Eu e a Teresa costumávamos conversar muito. Como só nos encontrávamos nas férias de Verão, usufruíamos com um prazer sempre renovado aquelas noites quentes. Ao mesmo tempo, relembrávamos tudo quanto se tinha passado connosco no resto do ano. Falávamos dos novos amigos feitos e das esperanças despontadas com essas novas amizades; do que de bom e de mau nos tinha acontecido, dos novos planos para o futuro próximo, etc.
Trocávamos impressões e ouvíamos sedentos os comentários um do outro.

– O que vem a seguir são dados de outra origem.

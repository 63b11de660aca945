//! Typed settings store
//!
//! Holds one entry per setting name: the raw text plus the committed typed
//! value, if any. Typed reads convert the raw text once and cache the result;
//! the first typed read (or any setter) commits the setting's type.

use std::collections::BTreeMap;
use std::path::Path;

use tracing::{debug, warn};

use super::codec::FileCodec;
use super::convert::{VectorFormat, survives_round_trip};
use super::types::{SettingType, SettingValue, TypedValue};
use crate::error::{CodecError, SettingsError};

/// One named setting
#[derive(Debug, Clone, Default, PartialEq)]
pub struct Setting {
    /// Raw textual value
    pub raw: String,
    /// Committed typed view of `raw`, if any
    pub typed: Option<TypedValue>,
}

impl Setting {
    /// The committed type tag
    pub fn setting_type(&self) -> Option<SettingType> {
        self.typed.as_ref().map(TypedValue::setting_type)
    }
}

/// Settings store with lazily converted, cached typed views.
///
/// Getters take `&mut self`: a first read converts and caches.
#[derive(Debug, Clone, Default)]
pub struct SettingsStore {
    settings: BTreeMap<String, Setting>,
    vector_format: VectorFormat,
}

impl SettingsStore {
    /// Create an empty store
    pub fn new() -> Self {
        Self::default()
    }

    /// Set how vector setters join elements into raw text
    pub fn with_vector_format(mut self, format: VectorFormat) -> Self {
        self.vector_format = format;
        self
    }

    pub fn vector_format(&self) -> VectorFormat {
        self.vector_format
    }

    /// Read the typed value of `name`, converting and committing on first access.
    ///
    /// Returns `SettingsError::TypeMismatch` if the setting is already
    /// committed to a different type. An absent name reads as empty text.
    pub fn try_get<T: SettingValue>(&mut self, name: &str) -> Result<&T, SettingsError> {
        let setting = self.settings.entry(name.to_string()).or_default();

        if setting.typed.is_none() {
            debug!("Converting setting '{}' to {}", name, T::TYPE);
            setting.typed = Some(TypedValue::parse(T::TYPE, &setting.raw));
        }

        let committed = setting.setting_type().unwrap_or(T::TYPE);
        setting
            .typed
            .as_ref()
            .and_then(T::from_typed)
            .ok_or_else(|| SettingsError::TypeMismatch {
                name: name.to_string(),
                committed,
                requested: T::TYPE,
            })
    }

    /// Read the typed value of `name`, or the zero value of `T` on a type mismatch
    pub fn get<T: SettingValue>(&mut self, name: &str) -> T {
        match self.try_get::<T>(name) {
            Ok(value) => value.clone(),
            Err(e) => {
                warn!("{}", e);
                T::default()
            }
        }
    }

    /// Store `value` under `name`, replacing its raw text and committed type.
    ///
    /// Settings files hold one `name value` pair per line, so a name with
    /// whitespace, `,`, `(` or `)`, or a value with a line break or leading
    /// whitespace, is saved in a form that loads back differently. Such
    /// settings are still stored, and a warning is logged.
    pub fn set<T: SettingValue>(&mut self, name: &str, value: T) {
        let typed = value.into_typed();
        let raw = typed.to_raw(self.vector_format);
        debug!("Setting '{}' = {:?} as {}", name, raw, T::TYPE);
        if !survives_round_trip(name, &raw) {
            warn!("Setting '{}' = {:?} will not load back unchanged from a saved file", name, raw);
        }
        self.settings.insert(
            name.to_string(),
            Setting {
                raw,
                typed: Some(typed),
            },
        );
    }

    pub fn get_int(&mut self, name: &str) -> i64 {
        self.get(name)
    }

    pub fn get_float(&mut self, name: &str) -> f64 {
        self.get(name)
    }

    pub fn get_string(&mut self, name: &str) -> String {
        self.get(name)
    }

    pub fn get_int_vec(&mut self, name: &str) -> Vec<i64> {
        self.get(name)
    }

    pub fn get_float_vec(&mut self, name: &str) -> Vec<f64> {
        self.get(name)
    }

    pub fn get_string_vec(&mut self, name: &str) -> Vec<String> {
        self.get(name)
    }

    pub fn set_int(&mut self, name: &str, value: i64) {
        self.set(name, value);
    }

    pub fn set_float(&mut self, name: &str, value: f64) {
        self.set(name, value);
    }

    /// See [`Self::set`] for values that do not survive a save and load
    pub fn set_string(&mut self, name: &str, value: impl Into<String>) {
        self.set(name, value.into());
    }

    pub fn set_int_vec(&mut self, name: &str, values: Vec<i64>) {
        self.set(name, values);
    }

    pub fn set_float_vec(&mut self, name: &str, values: Vec<f64>) {
        self.set(name, values);
    }

    pub fn set_string_vec(&mut self, name: &str, values: Vec<String>) {
        self.set(name, values);
    }

    /// Replace the raw text of `name` without touching its committed type.
    ///
    /// A cached typed value stays as it was; use [`Self::invalidate`] to
    /// force reconversion.
    pub fn insert_raw(&mut self, name: impl Into<String>, raw: impl Into<String>) {
        let raw = raw.into();
        self.settings.entry(name.into()).or_default().raw = raw;
    }

    /// Drop the committed type of `name` so the next read converts afresh.
    /// Returns whether a typed value was cached.
    pub fn invalidate(&mut self, name: &str) -> bool {
        self.settings
            .get_mut(name)
            .and_then(|s| s.typed.take())
            .is_some()
    }

    /// Drop every committed type
    pub fn invalidate_all(&mut self) {
        for setting in self.settings.values_mut() {
            setting.typed = None;
        }
    }

    /// Raw text of `name`
    pub fn raw(&self, name: &str) -> Option<&str> {
        self.settings.get(name).map(|s| s.raw.as_str())
    }

    /// Committed type of `name`
    pub fn type_of(&self, name: &str) -> Option<SettingType> {
        self.settings.get(name).and_then(Setting::setting_type)
    }

    pub fn contains(&self, name: &str) -> bool {
        self.settings.contains_key(name)
    }

    pub fn len(&self) -> usize {
        self.settings.len()
    }

    pub fn is_empty(&self) -> bool {
        self.settings.is_empty()
    }

    /// Iterate settings in name order
    pub fn iter(&self) -> impl Iterator<Item = (&str, &Setting)> {
        self.settings.iter().map(|(name, s)| (name.as_str(), s))
    }

    /// Load a settings file with the default codec
    pub fn load(&mut self, path: &Path) -> Result<usize, CodecError> {
        FileCodec::default().load(path, self)
    }

    /// Save to a settings file with the default codec
    pub fn save(&self, path: &Path) -> Result<usize, CodecError> {
        FileCodec::default().save(path, self)
    }
}

#[cfg(test)]
mod tests {
    use super::*;

    fn store_with(entries: &[(&str, &str)]) -> SettingsStore {
        let mut store = SettingsStore::new();
        for (name, raw) in entries {
            store.insert_raw(*name, *raw);
        }
        store
    }

    #[test]
    fn test_first_read_commits_type() {
        let mut store = store_with(&[("width", "640")]);
        assert_eq!(store.type_of("width"), None);

        assert_eq!(store.get_int("width"), 640);
        assert_eq!(store.type_of("width"), Some(SettingType::Int));
    }

    #[test]
    fn test_mismatch_returns_zero_value() {
        let mut store = store_with(&[("width", "640")]);
        assert_eq!(store.get_int("width"), 640);

        assert_eq!(store.get_float("width"), 0.0);
        assert_eq!(store.get_string("width"), "");
        assert!(store.get_int_vec("width").is_empty());
        assert!(store.get_float_vec("width").is_empty());
        assert!(store.get_string_vec("width").is_empty());

        // Committed value is unaffected
        assert_eq!(store.get_int("width"), 640);
        assert_eq!(store.type_of("width"), Some(SettingType::Int));
    }

    #[test]
    fn test_try_get_reports_mismatch() {
        let mut store = store_with(&[("pos", "1 2 3")]);
        assert_eq!(store.try_get::<Vec<i64>>("pos"), Ok(&vec![1, 2, 3]));

        let err = store.try_get::<f64>("pos").unwrap_err();
        assert_eq!(
            err,
            SettingsError::TypeMismatch {
                name: "pos".to_string(),
                committed: SettingType::IntVec,
                requested: SettingType::Float,
            }
        );
    }

    #[test]
    fn test_cached_value_ignores_raw_changes() {
        let mut store = store_with(&[("scale", "2.5")]);
        assert_eq!(store.get_float("scale"), 2.5);

        store.insert_raw("scale", "9.0");
        assert_eq!(store.get_float("scale"), 2.5);
        assert_eq!(store.raw("scale"), Some("9.0"));

        assert!(store.invalidate("scale"));
        assert_eq!(store.get_float("scale"), 9.0);
    }

    #[test]
    fn test_setter_overwrites_type() {
        let mut store = store_with(&[("mode", "fast")]);
        assert_eq!(store.get_string("mode"), "fast");

        store.set_int("mode", 3);
        assert_eq!(store.type_of("mode"), Some(SettingType::Int));
        assert_eq!(store.get_int("mode"), 3);
        assert_eq!(store.raw("mode"), Some("3"));
        assert_eq!(store.get_string("mode"), "");
    }

    #[test]
    fn test_setter_canonical_text() {
        let mut store = SettingsStore::new();
        store.set_float("gain", 1.5);
        store.set_int_vec("ids", vec![4, 5, 6]);
        store.set_float_vec("pos", vec![1.0, 2.0]);
        store.set_string_vec("tags", vec!["a".to_string(), "b".to_string()]);
        store.set_string("title", "  hello");

        assert_eq!(store.raw("gain"), Some("1.500000"));
        assert_eq!(store.raw("ids"), Some("4 5 6"));
        assert_eq!(store.raw("pos"), Some("1.000000 2.000000"));
        assert_eq!(store.raw("tags"), Some("a b"));
        assert_eq!(store.raw("title"), Some("  hello"));
        assert_eq!(store.get_int_vec("ids"), vec![4, 5, 6]);
    }

    #[test]
    fn test_concatenated_vector_format() {
        let mut store = SettingsStore::new().with_vector_format(VectorFormat::Concatenated);
        store.set_float_vec("pos", vec![1.0, 2.0]);
        assert_eq!(store.raw("pos"), Some("1.0000002.000000"));
        assert_eq!(store.get_float_vec("pos"), vec![1.0, 2.0]);
    }

    #[test]
    fn test_missing_name_reads_as_empty() {
        let mut store = SettingsStore::new();
        assert_eq!(store.get_int("missing"), 0);
        assert_eq!(store.type_of("missing"), Some(SettingType::Int));
        assert_eq!(store.raw("missing"), Some(""));

        assert!(store.get_string_vec("also_missing").is_empty());
        assert_eq!(store.len(), 2);
    }

    #[test]
    fn test_iter_is_name_ordered() {
        let store = store_with(&[("b", "2"), ("c", "3"), ("a", "1")]);
        let names: Vec<_> = store.iter().map(|(name, _)| name).collect();
        assert_eq!(names, vec!["a", "b", "c"]);
    }

    #[test]
    fn test_invalidate_all() {
        let mut store = store_with(&[("a", "1"), ("b", "x")]);
        store.get_int("a");
        store.get_string("b");
        store.invalidate_all();
        assert_eq!(store.type_of("a"), None);
        assert_eq!(store.type_of("b"), None);
        assert!(!store.invalidate("a"));
    }
}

Era uma amizade perfeita, não comungávamos de todas as opiniões, mas respeitávamos o que o outro pensava sem ajuizar valores.
Conversávamos abertamente sobre todos os temas: Ela falou-me do trauma da sua primeira experiência sexual e eu do meu primeiro fracasso; contava-me sobre os seus desamores e eu dos meus desesencontros.
Conforme a nossa educação e cultura foram sendo aprimoradas, iniciámos discussões de âmbito científico e filosófico, e de cada vez nos sentíamos mais próximos um do outro.
No nosso terceiro Verão juntos, e depois de termos verificado como nos dávamos bem, falámos na hipótese de adicionar o sexo à nossa amizade. Chegámos à conclusão que não, ambos gostávamos muito dos prazeres da carne, mas concluímos que se isso entrasse naquela relação, iríamos perder tudo o resto que nos unia - anos depois veríamos que essa tinha sido uma das mais duras e acertadas medidas que tínhamos tomado, mas isso é uma outra história.
Parecia que uma amizade assim não podia ter segredos, mas enganei-me. Teresa tinha um segredo que só descobri por um acaso e após muitos anos de relacionamento: ela escrevia.
Quando a confrontei com essa descoberta ela não a desmentiu, mas surpreendeu-me a justificação para que nunca me tivesse falado disso:
«Escrever é para mim um acto muito íntimo. Uso-o para registrar os meus conhecimentos, sentimentos e emoções do momento. Sejam estes registos saudáveis ou completamente podres, eu me sirvo deles para testar a minha evolução como ser humano. Por isso mesmo, é coisa que faço sempre em privado e tendo depois, sempre o cuidado de lavar muito bem as mãos».
Perante as minhas reclamações, concluiu:
«Um poema de amor, por muito bem declamado que seja, tem sempre menos força que um insulto bem dirigido. Ler ou dar a ler o que escrevo, revelaria a maneira como me vejo, e delataria as sombras que vejo em mim. Como tal, deixo essa apreciação para quando eu não puder fazer mais nada em relação a isso».
Hoje, sou casado com ela. Temos três filhos e dois netos; passámos por duas hipotecas e uma guerra; assistimos ao pousar do homem na Lua e à queda do bloco Soviético; à Sexta-feira ela ainda coloca o seu vestido de beijar para nos amarmos como quando éramos jovens. Mas apesar de tudo isto, ainda não consegui ler uma única linha escrita por ela.